YARGI KARARLARI YASA OLDU
Torba yasa, yargı yoluyla sağlanan bazı hakları yasalaştırdı.
– Alt işveren işçilerinin maaşlarından asıl işveren de sorumlu olacak.
– Asıl işveren sabit kalmak kaydıyla alt işverenin değişmesi halinde kıdem tazminatı, işe başlama tarihinden geçerli olacak.
– Taşeron işçilerinin görevleri dışındaki bir işte çalıştırılmaları halinde, çalıştırana idari para cezası uygulanacak.
TORBA YASA NELER GÖTÜRÜYOR?
– Özelleştirmelerde işgal dönemi açılıyor. Kurumun satışı 5 yılı geçti ise, mahkemelerin özelleştirmenin iptali yönündeki kararları uygulanmayacak, yasa dışı satışların üzerine oturulmaya devam edilecek. Böylece, bugüne kadar iptal kararı verilmiş 59 kurumdaki işgal devam edecek. 1991 yılında Bakanlar Kurulu kararı, 1992’de Özelleştirme Yüksek Kurulu Kararı ile usulsüz satışlar hakkında, “Mahkeme kararları olsa bile kamuya geri alınması, devirden sonra mümkün değildir” şeklindeki işgal kararları alınmıştı. 2013 yılında ise bu işgal kararı AKP tarafından Meclis’ten geçirilmiş, kanun yoluyla işgalin kapısı açılmıştı. CHP’nin Anayasa Mahkemesi’ne başvurusu ile bu işgal kanunu iptal edildi.

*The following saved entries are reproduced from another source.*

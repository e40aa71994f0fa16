// Copyright (c) 2025 Erick Bourgeois, firestoned
// SPDX-License-Identifier: MIT

//! Unit tests for `store.rs`

#[cfg(test)]
mod tests {
    use super::super::*;
    use crate::constants::{KIND_POD, KIND_SERVICE};
    use crate::test_support::{pod, service};
    use k8s_openapi::api::core::v1::{Pod, Service};
    use std::sync::atomic::{AtomicBool, Ordering};

    fn ip_of(svc: &Service) -> String {
        svc.spec
            .as_ref()
            .and_then(|s| s.cluster_ip.clone())
            .unwrap_or_default()
    }

    #[test]
    fn test_object_key_from_resource() {
        let svc = service("prod", "web", "10.0.0.5", &[]);
        let key = ObjectKey::from_resource(&svc);

        assert_eq!(key, ObjectKey::new("prod", "web"));
        assert_eq!(key.to_string(), "prod/web");
        assert_eq!(ObjectKey::new("", "node-1").to_string(), "node-1");
    }

    #[test]
    fn test_upsert_inserts_then_replaces() {
        let store = ResourceStore::new(KIND_SERVICE);
        assert!(store.is_empty());

        assert!(store
            .upsert(service("prod", "web", "10.0.0.5", &[]))
            .is_none());
        let previous = store.upsert(service("prod", "web", "10.0.0.6", &[]));

        assert_eq!(previous.map(|p| ip_of(&p)).as_deref(), Some("10.0.0.5"));
        assert_eq!(store.len(), 1);
        assert_eq!(ip_of(&store.get("prod", "web").unwrap()), "10.0.0.6");
    }

    #[test]
    fn test_same_name_in_different_namespaces_are_distinct() {
        let store = ResourceStore::new(KIND_SERVICE);
        store.upsert(service("prod", "web", "10.0.0.5", &[]));
        store.upsert(service("staging", "web", "10.1.0.5", &[]));

        assert_eq!(store.len(), 2);
        assert_eq!(ip_of(&store.get("prod", "web").unwrap()), "10.0.0.5");
        assert_eq!(ip_of(&store.get("staging", "web").unwrap()), "10.1.0.5");
    }

    #[test]
    fn test_delete_present_and_absent() {
        let store = ResourceStore::new(KIND_SERVICE);
        store.upsert(service("prod", "web", "10.0.0.5", &[]));

        assert!(store.delete("prod", "web"));
        assert!(!store.delete("prod", "web"));
        assert!(!store.delete("nowhere", "nothing"));
        assert!(store.get("prod", "web").is_none());
    }

    #[test]
    fn test_list_by_namespace() {
        let store = ResourceStore::new(KIND_SERVICE);
        store.upsert(service("prod", "web", "10.0.0.5", &[]));
        store.upsert(service("prod", "db", "10.0.0.6", &[]));
        store.upsert(service("prod-eu", "web", "10.2.0.5", &[]));
        store.upsert(service("staging", "web", "10.1.0.5", &[]));

        let names: Vec<String> = store
            .list_by_namespace("prod")
            .iter()
            .map(|svc| svc.metadata.name.clone().unwrap_or_default())
            .collect();

        assert_eq!(names, vec!["db".to_string(), "web".to_string()]);
        assert!(store.list_by_namespace("kube-system").is_empty());
        assert_eq!(store.list().len(), 4);
    }

    #[test]
    fn test_last_operation_wins_per_key() {
        let store = ResourceStore::new(KIND_SERVICE);

        store.upsert(service("prod", "web", "10.0.0.1", &[]));
        store.replace_all(vec![service("prod", "web", "10.0.0.2", &[])]);
        store.upsert(service("prod", "web", "10.0.0.3", &[]));
        assert_eq!(ip_of(&store.get("prod", "web").unwrap()), "10.0.0.3");

        store.delete("prod", "web");
        store.upsert(service("prod", "web", "10.0.0.4", &[]));
        assert_eq!(ip_of(&store.get("prod", "web").unwrap()), "10.0.0.4");

        store.replace_all(Vec::new());
        assert!(store.get("prod", "web").is_none());
    }

    #[test]
    fn test_upsert_twice_is_idempotent() {
        let store = ResourceStore::new(KIND_POD);
        let p = pod("prod", "web-0", "10.244.0.5");

        store.upsert(p.clone());
        let once: Vec<Pod> = store.list().iter().map(|p| (**p).clone()).collect();
        store.upsert(p);
        let twice: Vec<Pod> = store.list().iter().map(|p| (**p).clone()).collect();

        assert_eq!(once, twice);
    }

    #[test]
    fn test_replace_all_drops_stale_entries() {
        let store = ResourceStore::new(KIND_SERVICE);
        store.upsert(service("prod", "old", "10.0.0.1", &[]));
        store.upsert(service("prod", "web", "10.0.0.5", &[]));

        store.replace_all(vec![
            service("prod", "web", "10.0.0.50", &[]),
            service("prod", "new", "10.0.0.9", &[]),
        ]);

        assert_eq!(store.len(), 2);
        assert!(store.get("prod", "old").is_none());
        assert_eq!(ip_of(&store.get("prod", "web").unwrap()), "10.0.0.50");
    }

    #[test]
    fn test_replace_all_with_duplicate_keys_keeps_last() {
        let store = ResourceStore::new(KIND_SERVICE);
        store.replace_all(vec![
            service("prod", "web", "10.0.0.1", &[]),
            service("prod", "web", "10.0.0.2", &[]),
        ]);

        assert_eq!(store.len(), 1);
        assert_eq!(ip_of(&store.get("prod", "web").unwrap()), "10.0.0.2");
    }

    #[test]
    fn test_clones_share_the_same_table() {
        let writer = ResourceStore::new(KIND_SERVICE);
        let reader = writer.clone();

        writer.upsert(service("prod", "web", "10.0.0.5", &[]));

        assert_eq!(reader.len(), 1);
        assert_eq!(reader.kind(), KIND_SERVICE);
    }

    #[test]
    fn test_readers_never_observe_partial_replace() {
        let store = ResourceStore::new(KIND_SERVICE);
        let generation = |g: usize| -> Vec<Service> {
            (0..50)
                .map(|i| service("prod", &format!("svc-{i}"), &format!("10.{g}.0.{i}"), &[]))
                .collect()
        };
        store.replace_all(generation(0));

        let done = AtomicBool::new(false);
        std::thread::scope(|scope| {
            for _ in 0..4 {
                scope.spawn(|| {
                    while !done.load(Ordering::Relaxed) {
                        let snapshot = store.list();
                        assert_eq!(snapshot.len(), 50, "reader saw a torn table");

                        // Every object in one snapshot belongs to the same generation.
                        let prefixes: std::collections::BTreeSet<String> = snapshot
                            .iter()
                            .map(|svc| {
                                let ip = ip_of(svc);
                                ip.split('.').take(2).collect::<Vec<_>>().join(".")
                            })
                            .collect();
                        assert_eq!(prefixes.len(), 1, "reader saw mixed generations");
                    }
                });
            }

            for g in 1..200 {
                store.replace_all(generation(g % 250));
            }
            done.store(true, Ordering::Relaxed);
        });
    }
}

Ancak AKP’nin torba yasası, Anayasa Mahkemesi kararına karşı yeni bir işgal kanunu niteliğinde…
– Başka bir işgal yasası ise, usulsüz atama ve göreve son vermenin mahkeme kararı ile saptanması halinde bile idare, kararın uygulaması 2 yıla kadar uzatabilecek. Yürütmeyi durdurma kararı ise verilemeyecek.
– İş müfettişleri yoluyla hileli sözleşmelerin tespit edilmesi zorlaştırılıyor. Müfettişlerin alt işverenlik ilişkisinde muvazaa tespit etmesi halinde, işverenin itiraz süresi 6 işgününden 30 işgününe çıkarıldı. İtirazı görüşen yerel iş mahkemesinin kararı kesin iken, iş mahkemesinin kararına da Yargıtay’a itiraz yolu açıldı.
– Yasaya göre, ancak yardımcı işler taşerona verilebilir. Asıl işin verilebilmesi ise, “teknolojik sebeplerle uzmanlık şartı” ile olabilirdi. Oysa torba yasa ile hangi işin asıl iş, hangisinin yardımcı iş olduğunu belirleme yetkisi, Bakanlar Kurulu’nun keyfiyetine bırakılmaktadır.
– Kamudaki taşeronlarda örgütlü sendikalar, işverenle değil, Kamu İşveren Sendikası ile sözleşmeye oturacaklar. Fazladan hakların sorumluluğu ise işverene yükleniyor.
***
CHP, usulsüz özelleştirmeler hakkında Anayasa Mahkemesi kararına karşı yeni bir işgal yasası çıkarılmasını, internet konusunu ve usulsüz görevden almalarla ilgili mahkeme kararlarına uyulmamasını Anayasa Mahkemesi’ne götürüyor. Olumlu ama eksik… Meclis’teki partiler ve sendikalar, yukarıdaki kazıklara da dikkat etmelidir. Görmezden gelmek vahim olacaktır.